Leadership

Why Staff-Culture Leadership Means More Now

Turnover remains high, which is a drain on productivity both for your staff and your members. To keep your people, look at what keeps them engaged.

The churn continues.

This may be the year that COVID-19 restrictions fully ease, the hybrid office settles, and the supply-chain crisis dissipates. But for now, all those challenges remain in place, and it’s having an impact on retention. A recent report in The New York Times found that the number of people voluntarily leaving their jobs “has slowly been declining in recent months, but it is still far higher than before the pandemic.”

The Times report noted that the trend has especially gummed up the gears in the service sector. Because businesses have to dedicate more time to filling vacancies and training up new workers, operations are slower. Overall productivity dips, and revenue declines aren’t far behind. The owner of a chain of pizza restaurants told the Times that for now, that the fix “is to focus on training and to recognize that new hires won’t be as productive as 10-year veterans right away.”

Compensation, in itself, doesn’t generate engagement.

An alternate approach is to try to make sure you don’t lose those veterans in the first place, which is where a lot of year-end discussions have landed. The National Association of Corporate Directors’ 2023 Governance Outlook report, released last month, put a spotlight on what it calls “people-related stewardship” as a key leadership need in the coming year. That can focus on matters of compensation and professional development, but it involves soft skills too. One bullet point from the report noted that corporate board members are “reviewing and setting strategy on compensation, succession, and culture.”

That trend is happening in the nonprofit sector as well. Recently, two executives at Leading Edge, an organization supporting Jewish nonprofits, wrote in the Stanford Social Innovation Review about the importance of building employee engagement around matters that go beyond compensation. Salaries are important, they note; they establish a baseline for people feeling like they have value in an organization. But compensation, in itself, doesn’t generate engagement. That comes from a sense of motivation that makes you want to stick around and do your job well. A focus (or lack of it) on well-being, communication, confidence in leadership, and other cultural factors are all, they wrote, “directly correlated … to productivity, profitability, employee turnover, workplace accidents, absenteeism, product quality, and more.”
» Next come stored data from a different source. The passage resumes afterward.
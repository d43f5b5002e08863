//! The generalised hyperbolic kernel family.
//!
//! Each stretch curve is the normalized integral of a positive kernel
//! centered on the symmetry point SP. Inside [LP, HP] the curve follows
//! the kernel integral; below LP and above HP it continues linearly with
//! the slope the kernel had at the protection point, so shadows and
//! highlights are protected without breaking monotonicity. The whole
//! curve is then normalized to pass through (0, 0) and (1, 1).
//!
//! Kernels are expressed through their antiderivative `F` (with
//! `F(0) = 0`), its slope `F'` and the closed-form inverse `F⁻¹`, which
//! is what makes every member of the family exactly invertible.

/// Kernel selection for one stretch configuration.
///
/// The `d` intensity is strictly positive here; `d == 0` short-circuits
/// to the identity before a kernel is ever built.
#[derive(Debug, Clone, Copy, PartialEq)]
pub(crate) enum Kernel {
    /// GHS with b > 0
    Hyperbolic { d: f64, b: f64 },
    /// GHS with b = 0
    Exponential { d: f64 },
    /// GHS with b = -1
    Logarithmic { d: f64 },
    /// GHS with b < 0, b != -1
    NegativePower { d: f64, b: f64 },
    /// Classical midtones-transfer hyperbola (histogram transformation)
    Mtf { d: f64 },
    /// Arcsinh stretch
    Arcsinh { d: f64 },
}

impl Kernel {
    /// Select the GHS kernel variant for a local intensity `b`.
    pub(crate) fn ghs(d: f64, b: f64) -> Self {
        if b > 0.0 {
            Kernel::Hyperbolic { d, b }
        } else if b == 0.0 {
            Kernel::Exponential { d }
        } else if b == -1.0 {
            Kernel::Logarithmic { d }
        } else {
            Kernel::NegativePower { d, b }
        }
    }

    /// Antiderivative F(t) for distance t >= 0 from the symmetry point.
    fn integral(&self, t: f64) -> f64 {
        match *self {
            Kernel::Hyperbolic { d, b } => 1.0 - (1.0 + d * b * t).powf(-1.0 / b),
            Kernel::Exponential { d } => 1.0 - (-d * t).exp(),
            Kernel::Logarithmic { d } => (1.0 + d * t).ln(),
            Kernel::NegativePower { d, b } => {
                (1.0 - (1.0 - d * b * t).powf((b + 1.0) / b)) / (b + 1.0)
            }
            Kernel::Mtf { d } => d * t / (1.0 + d * t),
            Kernel::Arcsinh { d } => (d * t).asinh(),
        }
    }

    /// Slope F'(t), strictly positive for every kernel.
    fn slope(&self, t: f64) -> f64 {
        match *self {
            Kernel::Hyperbolic { d, b } => d * (1.0 + d * b * t).powf(-(1.0 + b) / b),
            Kernel::Exponential { d } => d * (-d * t).exp(),
            Kernel::Logarithmic { d } => d / (1.0 + d * t),
            Kernel::NegativePower { d, b } => d * (1.0 - d * b * t).powf(1.0 / b),
            Kernel::Mtf { d } => d / ((1.0 + d * t) * (1.0 + d * t)),
            Kernel::Arcsinh { d } => d / (1.0 + d * t * (d * t)).sqrt(),
        }
    }

    /// Closed-form inverse of the antiderivative, t = F⁻¹(u) for u in the
    /// image of F.
    fn inverse_integral(&self, u: f64) -> f64 {
        match *self {
            Kernel::Hyperbolic { d, b } => ((1.0 - u).powf(-b) - 1.0) / (d * b),
            Kernel::Exponential { d } => -(1.0 - u).ln() / d,
            Kernel::Logarithmic { d } => (u.exp() - 1.0) / d,
            Kernel::NegativePower { d, b } => {
                (1.0 - (1.0 - (b + 1.0) * u).powf(b / (b + 1.0))) / (d * b)
            }
            Kernel::Mtf { d } => u / (d * (1.0 - u)),
            Kernel::Arcsinh { d } => u.sinh() / d,
        }
    }
}

/// A fully precomputed, normalized stretch curve.
///
/// Coefficients are rebuilt only when the owning parameter signature
/// changes, never per sample.
#[derive(Debug, Clone, PartialEq)]
pub(crate) struct ZoneCurve {
    lp: f64,
    sp: f64,
    hp: f64,
    kernel: Kernel,
    /// Raw curve value at LP (relative to SP, <= 0)
    r_lp: f64,
    /// Raw curve value at HP (>= 0)
    r_hp: f64,
    /// Linear tail slope below LP
    s_lp: f64,
    /// Linear tail slope above HP
    s_hp: f64,
    /// Raw curve value at x = 0, subtracted during normalization
    r0: f64,
    /// 1 / (raw(1) - raw(0))
    scale: f64,
}

impl ZoneCurve {
    /// Build the curve for the given kernel and protection points.
    ///
    /// Returns `None` if the normalization span degenerates (possible
    /// only through floating-point underflow at extreme intensities);
    /// callers then fall back to the defined 0 output.
    pub(crate) fn new(kernel: Kernel, lp: f64, sp: f64, hp: f64) -> Option<Self> {
        let r_lp = -kernel.integral(sp - lp);
        let r_hp = kernel.integral(hp - sp);
        let s_lp = kernel.slope(sp - lp);
        let s_hp = kernel.slope(hp - sp);

        let r0 = r_lp - s_lp * lp;
        let r1 = r_hp + s_hp * (1.0 - hp);
        let span = r1 - r0;
        if !span.is_finite() || span <= 0.0 || !s_lp.is_finite() || !s_hp.is_finite() {
            return None;
        }
        Some(Self {
            lp,
            sp,
            hp,
            kernel,
            r_lp,
            r_hp,
            s_lp,
            s_hp,
            r0,
            scale: 1.0 / span,
        })
    }

    /// Unnormalized curve value, defined for every real x (linear tails
    /// extend beyond [0, 1]).
    fn raw(&self, x: f64) -> f64 {
        if x < self.lp {
            self.r_lp - self.s_lp * (self.lp - x)
        } else if x < self.sp {
            -self.kernel.integral(self.sp - x)
        } else if x <= self.hp {
            self.kernel.integral(x - self.sp)
        } else {
            self.r_hp + self.s_hp * (x - self.hp)
        }
    }

    /// Forward transform, strictly increasing with T(0) = 0, T(1) = 1.
    pub(crate) fn forward(&self, x: f64) -> f64 {
        (self.raw(x) - self.r0) * self.scale
    }

    /// Exact inverse of [`Self::forward`].
    pub(crate) fn inverse(&self, y: f64) -> f64 {
        let r = y / self.scale + self.r0;
        if r < self.r_lp {
            if self.s_lp <= 0.0 {
                return 0.0;
            }
            self.lp - (self.r_lp - r) / self.s_lp
        } else if r < 0.0 {
            self.sp - self.kernel.inverse_integral(-r)
        } else if r <= self.r_hp {
            self.sp + self.kernel.inverse_integral(r)
        } else {
            if self.s_hp <= 0.0 {
                return 0.0;
            }
            self.hp + (r - self.r_hp) / self.s_hp
        }
    }
}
Whether your association leads restaurant workers, CPAs, or data scientists, the same need for a sense of belonging applies—and similar economic factors that prompt people to move on are in play. There’s no easy solution to the churn problem, but the NACD report notes that more organizations are paying attention to employees’ career paths and well-being factors. They’re looking at matters such as “hiring effectiveness,” “succession planning,” and “flexible work alignment and access,” as well as absenteeism, presenteeism (i.e., “quiet quitting”), stress, emotional health, DEI, trust in leadership, and more. 

That’s a lot. But as the authors of the Stanford Social Innovation Review article point out, clear communication from leaders that they recognize their peoples’ needs can go a long way to addressing churn and the dispiriting environment it can create. “Trusted leaders, good communication, and a sense that the organization truly cares about employees as people … go beyond fixing what’s wrong and build organizational cultures that are actively right.”

What retention strategies have worked in your organization? Share your experiences in the comments.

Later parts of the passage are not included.